US EPA’s Water Quality Framework
During this Working Session, US EPA will go into further details on the Water Quality Framework discussed in Session 12, including some proposed approaches for updating the Assessment TMDL Tracking and Implementation System (ATTAINS), the OWIR-ATT data flow, and discuss approaches for exchanging continuous water quality monitoring data. EPA will be looking for feedback from attendees on these topics and will use this feedback as important input into the design of the Water Quality Framework.
Shared CROMERR Services
US EPA will share the results of a year of collaboration with States to develop US EPA’s CROMERR in a way that can be leveraged by States and co-regulators implementing electronic reporting programs. The Session will consist of a brief history of events leading to implementation of a shared CROMERR services concept, followed by a demonstration from user and administrator perspectives as well as other tools that can assist in obtaining CROMERR approval and quickly building services into States’ 40 CFR regulated applications.
Working Sessions II
The Virtual node is a cloud-based Network Node that can provide an alternative to building and maintaining a local node implementation. Dataflows can be developed using a series of web screens and templates for specific flows such as AQS or ICIS-Air. This Working Session will provide some background on the virtual node, a brief demonstration of using the virtual node, and a question and answer session on how US EPA can make the virtual node best accommodate Network Partner needs.
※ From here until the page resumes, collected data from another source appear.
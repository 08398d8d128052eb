use std::collections::BTreeSet;

use serde_json::Value;

use super::source::{
    check_required, strip_bom, ExtractionError, Field, FieldValues, RawRow, RowContent, RowSource, PLACEHOLDER,
};

/// Row source over a JSON array of objects keyed by field name.
///
/// String and number values are accepted; `null` counts as absent. The keys
/// used across all records act as the header and must cover every required
/// field. Record numbers start at 1.
#[derive(Debug)]
pub struct RecordSource {
    records: std::iter::Enumerate<std::vec::IntoIter<Value>>,
}

impl RecordSource {
    pub fn parse(source: &[u8]) -> Result<Self, ExtractionError> {
        let text = std::str::from_utf8(strip_bom(source)).map_err(|e| ExtractionError::Encoding(e.to_string()))?;

        let records = match serde_json::from_str::<Value>(text) {
            Ok(Value::Array(records)) => records,
            Ok(_) => return Err(ExtractionError::Malformed("expected a JSON array of records".to_string())),
            Err(e) => return Err(ExtractionError::Malformed(e.to_string())),
        };

        let declared: BTreeSet<Field> = records
            .iter()
            .filter_map(Value::as_object)
            .flat_map(|object| object.keys())
            .filter_map(|key| Field::from_header(key))
            .collect();
        check_required(declared.iter().copied())?;

        Ok(Self::from_records(records))
    }

    /// Source over records that were already decoded
    pub fn from_records(records: Vec<Value>) -> Self {
        Self {
            records: records.into_iter().enumerate(),
        }
    }
}

fn cell(value: &Value) -> Option<String> {
    match value {
        Value::Null => None,
        Value::String(s) => Some(s.trim().to_string()),
        other => Some(other.to_string()),
    }
}

fn decode(record: &Value) -> RowContent {
    let raw = record.to_string();
    let Some(object) = record.as_object() else {
        return RowContent::Insufficient(raw);
    };

    let mut values = FieldValues::new();
    let mut placeholder = false;
    for (key, value) in object {
        let (Some(field), Some(value)) = (Field::from_header(key), cell(value)) else {
            continue;
        };
        placeholder |= value == PLACEHOLDER;
        values.insert(field, value);
    }

    if !values.has_required() {
        RowContent::Insufficient(raw)
    } else if placeholder {
        RowContent::Placeholder(raw)
    } else {
        RowContent::Fields(values)
    }
}

impl RowSource for RecordSource {
    fn next_row(&mut self) -> Result<Option<RawRow>, ExtractionError> {
        Ok(self.records.next().map(|(index, record)| RawRow {
            line: index + 1,
            content: decode(&record),
        }))
    }
}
An open discussion to brainstorm possible new improvements and additions to the EN Website.
An open discussion among users and developer of EN-Node.
An open discussion among users and developer of OpenNode2.
Terminology Services and the US EPA System of Registries
Terminology Services is a repository of terms, acronyms, glossaries and taxonomies of importance to the US EPA and its partners. We will walk through the Exchange Network glossary, as well as discuss the tools and services available to Exchange Network partners for terminology management (and don’t worry- we’ll hit the basics such as “What in the world is a taxonomy?”) We will also present other resources, such as chemical information and code libraries, that are freely available in the US EPA’s System of Registries.